Ezra Levant vs Rachel Notley

Posted by on Feb 17, 2021 in Brian's Blog, Media, Politics | 0 comments

On this we can agree: Ezra Levant is not a reporter. He has said so himself. “I’m a commentator. I’m a pundit,” he testified in 2014 while defending himself in a libel case he happened to lose. “I don’t think in my entire life I’ve ever called myself a reporter.”

That’s why the Rachel Notley government barred those who write for Levant’s conservative propaganda website, The Rebel, from attending government media events. Government lawyer Jason Fung spelled it out: those who work for The Rebel are not journalists.

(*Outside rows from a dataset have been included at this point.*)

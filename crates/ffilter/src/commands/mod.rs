//! Command implementations for the ffilter CLI.
//!
//! This module contains the actual command handlers that are invoked by the CLI.

pub mod completions;
pub mod config;
pub mod domain;
pub mod eval;
pub mod loader;

use std::env;
use std::path::PathBuf;

use flood_filter_rs::selection::SelectionError;
use flood_filter_rs::taxonomy::PatchError;

use crate::cli::Cli;
use config::Config;

/// Error type for command execution.
#[derive(Debug, thiserror::Error)]
pub enum CommandError {
    /// A taxonomy feed message did not apply.
    #[error("taxonomy patch error: {0}")]
    Patch(#[from] PatchError),

    /// A gesture could not be parsed or applied.
    #[error("selection error: {0}")]
    Selection(#[from] SelectionError),

    /// An input file has the wrong shape.
    #[error("invalid input in {path}: {message}")]
    Input {
        /// File that failed to load.
        path: PathBuf,
        /// What is wrong with it.
        message: String,
    },

    /// Configuration error.
    #[error("configuration error: {0}")]
    Config(String),

    /// I/O error.
    #[error("I/O error: {0}")]
    Io(#[from] std::io::Error),

    /// Serialization error.
    #[error("serialization error: {0}")]
    Json(#[from] serde_json::Error),
}

impl CommandError {
    /// Creates an input error for a file.
    pub fn input(path: impl Into<PathBuf>, message: impl ToString) -> Self {
        CommandError::Input {
            path: path.into(),
            message: message.to_string(),
        }
    }
}

/// Result type for command execution.
pub type Result<T> = std::result::Result<T, CommandError>;

/// Context for command execution, containing common dependencies.
pub struct CommandContext {
    /// Whether to output JSON.
    pub json_output: bool,
    /// Whether to use colors.
    pub use_colors: bool,
    /// Whether to be quiet (errors only).
    pub quiet: bool,
    /// Whether to be verbose.
    pub verbose: bool,
    /// Loaded configuration.
    pub config: Config,
}

impl CommandContext {
    /// Creates a new command context from CLI arguments and the config file.
    ///
    /// Flags win over the config file. `NO_COLOR` disables colors as well.
    pub fn from_cli(cli: &Cli, config: Config) -> Self {
        let json_output = cli.json || config.output.format.as_deref() == Some("json");
        let use_colors = !cli.no_color
            && env::var_os("NO_COLOR").is_none()
            && config.output.color.unwrap_or(true);

        Self {
            json_output,
            use_colors,
            quiet: cli.quiet,
            verbose: cli.verbose,
            config,
        }
    }

    /// Prints a warning to stderr unless quiet or producing JSON.
    pub fn warn(&self, message: &str) {
        if !self.quiet && !self.json_output {
            eprintln!("Warning: {message}");
        }
    }
}
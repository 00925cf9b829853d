//! Patch logic for applying taxonomy diffs.
//!
//! Operations target a fixed-shape structure, so a path resolves to one of
//! three things: the root, a whole section, or one entry of a section.

use std::collections::BTreeMap;

use flood_api_rs::sync::{PatchOperation, Taxonomy, TaxonomySection};
use serde::de::DeserializeOwned;

use super::error::{PatchError, PatchResult};

/// Where a JSON Pointer lands inside a [`Taxonomy`].
#[derive(Debug, Clone, PartialEq, Eq)]
pub(crate) enum Target {
    Root,
    Section(TaxonomySection),
    Entry(TaxonomySection, String),
}

/// Resolves a JSON Pointer (RFC 6901) against the taxonomy shape.
pub(crate) fn resolve_path(path: &str) -> PatchResult<Target> {
    if path.is_empty() {
        return Ok(Target::Root);
    }

    let Some(rest) = path.strip_prefix('/') else {
        return Err(PatchError::invalid_path(path, "must be empty or start with '/'"));
    };

    let segments = rest
        .split('/')
        .map(|segment| unescape_segment(path, segment))
        .collect::<PatchResult<Vec<_>>>()?;

    let section = TaxonomySection::from_field(&segments[0]).ok_or_else(|| {
        PatchError::UnknownSection {
            path: path.to_string(),
            section: segments[0].clone(),
        }
    })?;

    match segments.len() {
        1 => Ok(Target::Section(section)),
        2 => Ok(Target::Entry(section, segments[1].clone())),
        _ => Err(PatchError::invalid_path(path, "taxonomy entries have no children")),
    }
}

/// Decodes `~1` to `/` and `~0` to `~`, in that order.
fn unescape_segment(path: &str, segment: &str) -> PatchResult<String> {
    let mut out = String::with_capacity(segment.len());
    let mut chars = segment.chars();
    while let Some(c) = chars.next() {
        if c != '~' {
            out.push(c);
            continue;
        }
        match chars.next() {
            Some('0') => out.push('~'),
            Some('1') => out.push('/'),
            _ => return Err(PatchError::invalid_path(path, "'~' must be followed by 0 or 1")),
        }
    }
    Ok(out)
}

fn decode<T: DeserializeOwned>(path: &str, value: &serde_json::Value) -> PatchResult<T> {
    serde_json::from_value(value.clone()).map_err(|e| PatchError::invalid_value(path, e))
}

/// Applies a batch of operations in order.
///
/// Each operation sees the state left by the previous one. On error the
/// taxonomy may be partially modified; callers that need atomicity apply the
/// batch to a copy.
pub(crate) fn apply_operations(
    taxonomy: &mut Taxonomy,
    operations: &[PatchOperation],
) -> PatchResult<()> {
    for operation in operations {
        apply_operation(taxonomy, operation)?;
    }
    Ok(())
}

/// Applies a single operation.
pub(crate) fn apply_operation(taxonomy: &mut Taxonomy, operation: &PatchOperation) -> PatchResult<()> {
    let path = operation.path();
    let target = resolve_path(path)?;

    match (operation, target) {
        // Root: the whole document is swapped.
        (PatchOperation::Add { value, .. } | PatchOperation::Replace { value, .. }, Target::Root) => {
            *taxonomy = decode(path, value)?;
        }
        (PatchOperation::Remove { .. }, Target::Root) => {
            return Err(PatchError::RootOperation { op: "remove" });
        }

        // Section: the whole map is swapped, never removed.
        (
            PatchOperation::Add { value, .. } | PatchOperation::Replace { value, .. },
            Target::Section(section),
        ) => {
            let map: BTreeMap<String, u64> = decode(path, value)?;
            *taxonomy.section_mut(section) = map;
        }
        (PatchOperation::Remove { .. }, Target::Section(section)) => {
            return Err(PatchError::SectionRemoval { section });
        }

        // Entry
        (PatchOperation::Add { value, .. }, Target::Entry(section, key)) => {
            let number: u64 = decode(path, value)?;
            taxonomy.section_mut(section).insert(key, number);
        }
        (PatchOperation::Replace { value, .. }, Target::Entry(section, key)) => {
            let number: u64 = decode(path, value)?;
            match taxonomy.section_mut(section).get_mut(&key) {
                Some(slot) => *slot = number,
                None => return Err(PatchError::missing_key(path, section, key)),
            }
        }
        (PatchOperation::Remove { .. }, Target::Entry(section, key)) => {
            if taxonomy.section_mut(section).remove(&key).is_none() {
                return Err(PatchError::missing_key(path, section, key));
            }
        }
    }

    Ok(())
}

The ban didn’t last long. After enduring two days of  criticism from free-press advocates including The Globe and Mail, the Notley government did an about-face, admitted a mistake, and said The Rebel was welcome to attend government events while the government reviews its media policies.

Ezra Levant

But the change of heart didn’t change one fundamental fact. Ezra Levant is still not a reporter. Neither are those who write for his website. They identify themselves as “commentators.” They make no attempt to offer objective takes on the stories they cover. They are unapologetically partisan, pay little attention to such journalistic standards as fairness, accuracy or balance, abide by no code of journalistic ethics, and have no affiliation with regulatory media councils. They answer to nobody but themselves.

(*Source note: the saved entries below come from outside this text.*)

//! Taxonomy structure reported by the server.

use std::collections::BTreeMap;
use std::fmt;

use serde::{Deserialize, Serialize};

use crate::models::{Aggregate, Dimension};

/// Aggregate counts and sizes per key, per dimension.
///
/// The shape is fixed: five maps, each from key to a number. Every map may
/// contain the empty key `""`, which the server uses for the total across all
/// torrents.
///
/// # Examples
///
/// ```
/// use flood_api_rs::models::Dimension;
/// use flood_api_rs::sync::Taxonomy;
///
/// let json = r#"{
///     "statusCounts": {"": 3, "seeding": 2},
///     "tagCounts": {"": 3, "untagged": 1, "movies": 2},
///     "tagSizes": {"movies": 4096},
///     "trackerCounts": {},
///     "trackerSizes": {}
/// }"#;
///
/// let taxonomy: Taxonomy = serde_json::from_str(json).unwrap();
/// let movies = taxonomy.aggregate(Dimension::Tag, "movies");
/// assert_eq!(movies.count, 2);
/// assert_eq!(movies.size, 4096);
/// ```
#[derive(Debug, Clone, Default, PartialEq, Eq, Serialize, Deserialize)]
#[serde(rename_all = "camelCase")]
pub struct Taxonomy {
    /// Torrent count per status.
    #[serde(default)]
    pub status_counts: BTreeMap<String, u64>,

    /// Torrent count per tag.
    #[serde(default)]
    pub tag_counts: BTreeMap<String, u64>,

    /// Total bytes per tag.
    #[serde(default)]
    pub tag_sizes: BTreeMap<String, u64>,

    /// Torrent count per tracker.
    #[serde(default)]
    pub tracker_counts: BTreeMap<String, u64>,

    /// Total bytes per tracker.
    #[serde(default)]
    pub tracker_sizes: BTreeMap<String, u64>,
}

impl Taxonomy {
    /// Creates an empty taxonomy.
    pub fn new() -> Self {
        Self::default()
    }

    /// Returns the map holding the given section.
    pub fn section(&self, section: TaxonomySection) -> &BTreeMap<String, u64> {
        match section {
            TaxonomySection::StatusCounts => &self.status_counts,
            TaxonomySection::TagCounts => &self.tag_counts,
            TaxonomySection::TagSizes => &self.tag_sizes,
            TaxonomySection::TrackerCounts => &self.tracker_counts,
            TaxonomySection::TrackerSizes => &self.tracker_sizes,
        }
    }

    /// Returns the map holding the given section, mutably.
    pub fn section_mut(&mut self, section: TaxonomySection) -> &mut BTreeMap<String, u64> {
        match section {
            TaxonomySection::StatusCounts => &mut self.status_counts,
            TaxonomySection::TagCounts => &mut self.tag_counts,
            TaxonomySection::TagSizes => &mut self.tag_sizes,
            TaxonomySection::TrackerCounts => &mut self.tracker_counts,
            TaxonomySection::TrackerSizes => &mut self.tracker_sizes,
        }
    }

    /// Returns the count map that defines the keys of a dimension.
    pub fn counts(&self, dimension: Dimension) -> &BTreeMap<String, u64> {
        self.section(TaxonomySection::counts_for(dimension))
    }

    /// Folds the count and size maps into one aggregate for a key.
    ///
    /// Missing entries read as zero.
    pub fn aggregate(&self, dimension: Dimension, key: &str) -> Aggregate {
        let count = self.counts(dimension).get(key).copied().unwrap_or(0);
        let size = TaxonomySection::sizes_for(dimension)
            .and_then(|section| self.section(section).get(key).copied())
            .unwrap_or(0);
        Aggregate { count, size }
    }
}

/// One of the fixed maps inside a [`Taxonomy`].
#[derive(Debug, Clone, Copy, PartialEq, Eq, Hash)]
pub enum TaxonomySection {
    StatusCounts,
    TagCounts,
    TagSizes,
    TrackerCounts,
    TrackerSizes,
}

impl TaxonomySection {
    /// All sections, in wire order.
    pub const ALL: [TaxonomySection; 5] = [
        TaxonomySection::StatusCounts,
        TaxonomySection::TagCounts,
        TaxonomySection::TagSizes,
        TaxonomySection::TrackerCounts,
        TaxonomySection::TrackerSizes,
    ];

    /// Returns the JSON field name of the section.
    pub fn as_str(&self) -> &'static str {
        match self {
            TaxonomySection::StatusCounts => "statusCounts",
            TaxonomySection::TagCounts => "tagCounts",
            TaxonomySection::TagSizes => "tagSizes",
            TaxonomySection::TrackerCounts => "trackerCounts",
            TaxonomySection::TrackerSizes => "trackerSizes",
        }
    }

    /// Looks up a section by its JSON field name (exact match).
    pub fn from_field(name: &str) -> Option<Self> {
        Self::ALL.into_iter().find(|section| section.as_str() == name)
    }

    /// The count section for a dimension.
    pub fn counts_for(dimension: Dimension) -> Self {
        match dimension {
            Dimension::Status => TaxonomySection::StatusCounts,
            Dimension::Tag => TaxonomySection::TagCounts,
            Dimension::Tracker => TaxonomySection::TrackerCounts,
        }
    }

    /// The size section for a dimension, if the server reports one.
    pub fn sizes_for(dimension: Dimension) -> Option<Self> {
        match dimension {
            Dimension::Status => None,
            Dimension::Tag => Some(TaxonomySection::TagSizes),
            Dimension::Tracker => Some(TaxonomySection::TrackerSizes),
        }
    }
}

impl fmt::Display for TaxonomySection {
    fn fmt(&self, f: &mut fmt::Formatter<'_>) -> fmt::Result {
        f.write_str(self.as_str())
    }
}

All it takes for someone to become one of these so-called social media citizen journalists is to gain access to a computer and a blog. That’s like a guy putting on a white coat, picking up a stethoscope, and passing himself off as a doctor. It may make for an impressive image but it’s still a sham.

So should the Notley government reimpose the ban on The Rebel after it completes its three-week review of media policies? Absolutely not. Readers, viewers and listeners are not stupid. They can quickly tell the difference between professional journalism and the stuff produced by amateurs. If The Rebel is able to offer a different – and credible – assessment of the Notley government’s political performance from that now being offered by the roster of non-progressive columnists dominating the editorial and op-ed pages of the province, all power to it.

But I doubt it.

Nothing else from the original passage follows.